Physiological impacts on alkenone paleothermometry

[1] We conducted isothermal (15degreesC) batch culture experiments with the coccolithophorid Emiliania huxleyi (strain NEPCC 55a) to evaluate the extent to which nutrient and light stress contribute to variability in the alkenone unsaturation index U-37(K'). Alkenone content and composition were constant throughout exponential growth in both experiments when nutrients (nitrate and orthophosphate) were replete. Stationary phase (nutrient-starved) cells continued to produce alkenones, amassing concentrations (SigmaAlk) greater than or equal to 3 times higher than those dividing exponentially (1.5-2 pg cel(-1)), and the U-37(K') of excess'' alkenone dropped by 0.11 units.
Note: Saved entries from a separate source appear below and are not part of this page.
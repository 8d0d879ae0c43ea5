use sea_orm::entity::prelude::*;
use serde::{Deserialize, Serialize};
use utoipa::ToSchema;

/// Two-value role flag. Users cannot change their own role.
#[derive(
    Clone, Copy, Debug, PartialEq, Eq, EnumIter, DeriveActiveEnum, Serialize, Deserialize, ToSchema,
)]
#[sea_orm(rs_type = "String", db_type = "String(StringLen::N(16))")]
#[serde(rename_all = "UPPERCASE")]
pub enum Role {
    #[sea_orm(string_value = "USER")]
    User,
    #[sea_orm(string_value = "ADMIN")]
    Admin,
}

#[derive(Clone, Debug, PartialEq, DeriveEntityModel, Serialize, Deserialize, ToSchema)]
#[sea_orm(table_name = "users")]
pub struct Model {
    #[sea_orm(primary_key)]
    pub id: i32,
    pub full_name: String,
    #[sea_orm(unique)]
    pub email: String,
    #[serde(skip_serializing)]
    pub password_hash: String,
    pub avatar_public_id: String,
    pub avatar_url: String,
    pub role: Role,
    /// SHA-256 digest of the outstanding reset token; the plaintext is
    /// never stored. Present if and only if `password_reset_expires` is.
    #[serde(skip_serializing)]
    pub password_reset_digest: Option<String>,
    #[serde(skip_serializing)]
    pub password_reset_expires: Option<DateTime>,
    pub created_at: DateTime,
    pub updated_at: DateTime,
}

#[derive(Copy, Clone, Debug, EnumIter, DeriveRelation)]
pub enum Relation {}

impl ActiveModelBehavior for ActiveModel {}
use crate::config::cookie::CookieConfig;
use crate::error::{AppError, AppResult};
use crate::middleware::auth::parse_user_id;
use crate::middleware::AuthUser;
use crate::models::{Role, UserModel};
use crate::response::ApiResponse;
use crate::services::auth::AuthService;
use crate::services::email::Notifier;
use crate::services::media::{
    discard_staged, stage_upload, MediaConfig, MediaStore, UploadOptions,
};
use crate::services::user::UserService;
use crate::utils::cookie::{build_clear_cookie, build_session_cookie};
use crate::utils::TokenIssuer;
use anyhow::anyhow;
use axum::{
    extract::{Multipart, Path},
    http::{header, HeaderValue},
    response::{IntoResponse, Response},
    Extension, Json,
};
use sea_orm::DatabaseConnection;
use serde::{Deserialize, Serialize};
use std::path::PathBuf;
use std::sync::Arc;
use utoipa::ToSchema;
use validator::Validate;

/// Fields of the multipart registration form; the optional `avatar`
/// file part is handled separately.
#[derive(Debug, Deserialize, Validate, ToSchema)]
pub struct RegisterData {
    /// Full name (3-50 characters)
    #[validate(length(min = 3, max = 50))]
    pub full_name: String,
    /// Email address
    #[validate(email)]
    pub email: String,
    /// Password (min 8 characters)
    #[validate(length(min = 8))]
    pub password: String,
}

#[derive(Debug, Deserialize, ToSchema)]
pub struct LoginRequest {
    /// Email address
    pub email: String,
    /// User password
    pub password: String,
}

#[derive(Debug, Serialize, ToSchema)]
pub struct AuthResponse {
    /// JWT session token (also set as the `token` cookie)
    pub token: String,
    /// The authenticated user
    pub user: UserResponse,
}

#[derive(Debug, Serialize, ToSchema)]
pub struct UserResponse {
    /// User ID
    pub id: i32,
    /// Full name
    pub full_name: String,
    /// Email address
    pub email: String,
    /// Avatar URL
    pub avatar_url: String,
    /// User role (USER or ADMIN)
    pub role: Role,
    /// Creation timestamp
    pub created_at: String,
}

impl From<UserModel> for UserResponse {
    fn from(user: UserModel) -> Self {
        Self {
            id: user.id,
            full_name: user.full_name,
            email: user.email,
            avatar_url: user.avatar_url,
            role: user.role,
            created_at: user.created_at.to_string(),
        }
    }
}

#[utoipa::path(
    post,
    path = "/api/v1/user/register",
    request_body(content = RegisterData, content_type = "multipart/form-data"),
    responses(
        (status = 200, description = "User registered successfully", body = AuthResponse),
        (status = 400, description = "Validation error", body = AppError),
        (status = 409, description = "Email already exists", body = AppError),
        (status = 502, description = "Avatar upload failed (user is still created)", body = AppError),
    ),
    tag = "user"
)]
pub async fn register(
    Extension(db): Extension<DatabaseConnection>,
    Extension(issuer): Extension<TokenIssuer>,
    Extension(cookie_config): Extension<CookieConfig>,
    Extension(media): Extension<Arc<dyn MediaStore>>,
    Extension(media_config): Extension<MediaConfig>,
    mut multipart: Multipart,
) -> AppResult<impl IntoResponse> {
    let mut full_name = None;
    let mut email = None;
    let mut password = None;
    let mut staged: Option<PathBuf> = None;

    while let Some(field) = multipart
        .next_field()
        .await
        .map_err(|e| AppError::Validation(format!("Failed to read form: {e}")))?
    {
        let name = field.name().unwrap_or("").to_string();
        match name.as_str() {
            "full_name" => full_name = Some(read_text_field(field).await?),
            "email" => email = Some(read_text_field(field).await?),
            "password" => password = Some(read_text_field(field).await?),
            "avatar" => {
                let data = field
                    .bytes()
                    .await
                    .map_err(|e| AppError::Validation(format!("Failed to read file: {e}")))?;
                staged = Some(stage_upload(&media_config, &data).await?);
            }
            _ => {}
        }
    }

    let payload = match (full_name, email, password) {
        (Some(full_name), Some(email), Some(password)) => RegisterData {
            full_name,
            email,
            password,
        },
        _ => {
            cleanup_staged(&staged).await;
            return Err(AppError::Validation("All fields are required".to_string()));
        }
    };

    if let Err(e) = payload.validate() {
        cleanup_staged(&staged).await;
        return Err(AppError::Validation(format!("Validation error: {e}")));
    }

    let service = AuthService::new(db.clone());
    let user = match service
        .register(&payload.full_name, &payload.email, &payload.password)
        .await
    {
        Ok(user) => user,
        Err(e) => {
            cleanup_staged(&staged).await;
            return Err(e);
        }
    };

    // The user exists from here on; a failed avatar upload surfaces an
    // error but does not roll the account back.
    let user = match staged {
        Some(path) => {
            let uploaded = media.upload(&path, &UploadOptions::avatar()).await;
            discard_staged(&path).await;
            let stored = uploaded?;
            UserService::new(db).update_avatar(user.id, stored).await?
        }
        None => user,
    };

    let token = issuer.issue(&user)?;
    let response = AuthResponse {
        token: token.clone(),
        user: UserResponse::from(user),
    };

    let mut http_response =
        ApiResponse::with_message(response, "User registered successfully".to_string())
            .into_response();
    set_session_cookie(&mut http_response, &cookie_config, &issuer, &token)?;
    Ok(http_response)
}

#[utoipa::path(
    post,
    path = "/api/v1/user/login",
    request_body = LoginRequest,
    responses(
        (status = 200, description = "Login successful", body = AuthResponse),
        (status = 401, description = "Email or password does not match", body = AppError),
    ),
    tag = "user"
)]
pub async fn login(
    Extension(db): Extension<DatabaseConnection>,
    Extension(issuer): Extension<TokenIssuer>,
    Extension(cookie_config): Extension<CookieConfig>,
    Json(payload): Json<LoginRequest>,
) -> AppResult<impl IntoResponse> {
    if payload.email.trim().is_empty() || payload.password.is_empty() {
        return Err(AppError::Validation("All fields are required".to_string()));
    }

    let service = AuthService::new(db);
    let user = service.login(&payload.email, &payload.password).await?;

    let token = issuer.issue(&user)?;
    let response = AuthResponse {
        token: token.clone(),
        user: UserResponse::from(user),
    };

    let mut http_response =
        ApiResponse::with_message(response, "User logged in successfully".to_string())
            .into_response();
    set_session_cookie(&mut http_response, &cookie_config, &issuer, &token)?;
    Ok(http_response)
}

#[utoipa::path(
    post,
    path = "/api/v1/user/logout",
    responses(
        (status = 200, description = "Logout successful", body = String),
    ),
    tag = "user"
)]
pub async fn logout(
    Extension(cookie_config): Extension<CookieConfig>,
) -> AppResult<impl IntoResponse> {
    let mut response = ApiResponse::with_message((), "User logged out successfully".to_string())
        .into_response();
    append_set_cookie(&mut response, &build_clear_cookie(&cookie_config))?;
    Ok(response)
}

#[utoipa::path(
    get,
    path = "/api/v1/user/me",
    security(("jwt_token" = [])),
    responses(
        (status = 200, description = "Current user retrieved successfully", body = UserResponse),
        (status = 401, description = "Unauthorized", body = AppError),
        (status = 404, description = "User no longer exists", body = AppError),
    ),
    tag = "user"
)]
pub async fn get_profile(
    Extension(db): Extension<DatabaseConnection>,
    auth_user: AuthUser,
) -> AppResult<impl IntoResponse> {
    let user_id = parse_user_id(&auth_user)?;

    let service = AuthService::new(db);
    let user = service.get_user_by_id(user_id).await?;

    Ok(ApiResponse::ok(UserResponse::from(user)))
}

#[derive(Debug, Deserialize, Validate, ToSchema)]
pub struct ChangePasswordRequest {
    /// Current password
    pub old_password: String,
    /// New password (min 8 characters)
    #[validate(length(min = 8))]
    pub new_password: String,
}

#[utoipa::path(
    post,
    path = "/api/v1/user/change-password",
    security(("jwt_token" = [])),
    request_body = ChangePasswordRequest,
    responses(
        (status = 200, description = "Password changed successfully", body = String),
        (status = 400, description = "Validation error", body = AppError),
        (status = 401, description = "Old password mismatch", body = AppError),
    ),
    tag = "user"
)]
pub async fn change_password(
    Extension(db): Extension<DatabaseConnection>,
    auth_user: AuthUser,
    Json(payload): Json<ChangePasswordRequest>,
) -> AppResult<impl IntoResponse> {
    payload
        .validate()
        .map_err(|e| AppError::Validation(e.to_string()))?;

    let user_id = parse_user_id(&auth_user)?;

    let service = AuthService::new(db);
    service
        .change_password(user_id, &payload.old_password, &payload.new_password)
        .await?;

    Ok(ApiResponse::with_message(
        (),
        "Password changed successfully".to_string(),
    ))
}

#[derive(Debug, Deserialize, Validate, ToSchema)]
pub struct ForgotPasswordRequest {
    /// Email address
    #[validate(email)]
    pub email: String,
}

#[utoipa::path(
    post,
    path = "/api/v1/user/forgot-password",
    request_body = ForgotPasswordRequest,
    responses(
        (status = 200, description = "Reset link sent", body = String),
        (status = 404, description = "Email is not registered", body = AppError),
        (status = 502, description = "Email delivery failed, reset token rolled back", body = AppError),
    ),
    tag = "user"
)]
pub async fn forgot_password(
    Extension(db): Extension<DatabaseConnection>,
    Extension(notifier): Extension<Arc<dyn Notifier>>,
    Json(payload): Json<ForgotPasswordRequest>,
) -> AppResult<impl IntoResponse> {
    payload
        .validate()
        .map_err(|e| AppError::Validation(e.to_string()))?;

    let service = AuthService::new(db);
    let email = service
        .forgot_password(&payload.email, notifier.as_ref())
        .await?;

    Ok(ApiResponse::with_message(
        (),
        format!("Reset password token has been sent to {email} successfully"),
    ))
}

#[derive(Debug, Deserialize, Validate, ToSchema)]
pub struct ResetPasswordRequest {
    /// New password (min 8 characters)
    #[validate(length(min = 8))]
    pub password: String,
}

#[utoipa::path(
    post,
    path = "/api/v1/user/reset-password/{token}",
    params(("token" = String, Path, description = "Reset token from the emailed link")),
    request_body = ResetPasswordRequest,
    responses(
        (status = 200, description = "Password changed successfully", body = String),
        (status = 400, description = "Token is invalid or expired", body = AppError),
    ),
    tag = "user"
)]
pub async fn reset_password(
    Extension(db): Extension<DatabaseConnection>,
    Path(token): Path<String>,
    Json(payload): Json<ResetPasswordRequest>,
) -> AppResult<impl IntoResponse> {
    payload
        .validate()
        .map_err(|e| AppError::Validation(e.to_string()))?;

    let service = AuthService::new(db);
    service.reset_password(&token, &payload.password).await?;

    Ok(ApiResponse::with_message(
        (),
        "Password changed successfully".to_string(),
    ))
}

pub(crate) async fn read_text_field(field: axum::extract::multipart::Field<'_>) -> AppResult<String> {
    field
        .text()
        .await
        .map_err(|e| AppError::Validation(format!("Failed to read form field: {e}")))
}

pub(crate) async fn cleanup_staged(staged: &Option<PathBuf>) {
    if let Some(path) = staged {
        discard_staged(path).await;
    }
}

fn set_session_cookie(
    response: &mut Response,
    config: &CookieConfig,
    issuer: &TokenIssuer,
    token: &str,
) -> AppResult<()> {
    append_set_cookie(
        response,
        &build_session_cookie(config, token, issuer.ttl_seconds()),
    )
}

fn append_set_cookie(response: &mut Response, cookie_value: &str) -> AppResult<()> {
    let value = HeaderValue::from_str(cookie_value).map_err(|e| {
        AppError::Internal(anyhow!("Failed to build Set-Cookie header value: {}", e))
    })?;
    response.headers_mut().append(header::SET_COOKIE, value);
    Ok(())
}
In contrast, 5 days of continuous darkness resulted in a 75% decrease in cellular SigmaAlk and a significant U-37(K') increase (+0.11 units). Given an established 0.034 unit/degreesC response for exponentially growing cells of this strain, the observed range of U-37(K') variability at 15degreesC corresponds to an uncertainty of +/-3.2degreesC in predicted growth temperature. This level of variability matches that of the global U-37(K') annual mean sea surface temperature calibration for surface marine sediments, begging the question: What is the physiological condition of alkenone-producing cells exported to marine sediments? Comparison of our laboratory results for a strain of E. huxleyi isolated from the subarctic Pacific Ocean with depth profiles for alkenones in surface waters from two contrasting sites in the northeast Pacific Ocean suggests that the answer to this question depends on the ocean regime considered, a possibility with significant bearing on how stratigraphic U-37(K') records in marine sediments are to be interpreted paleoceanographically.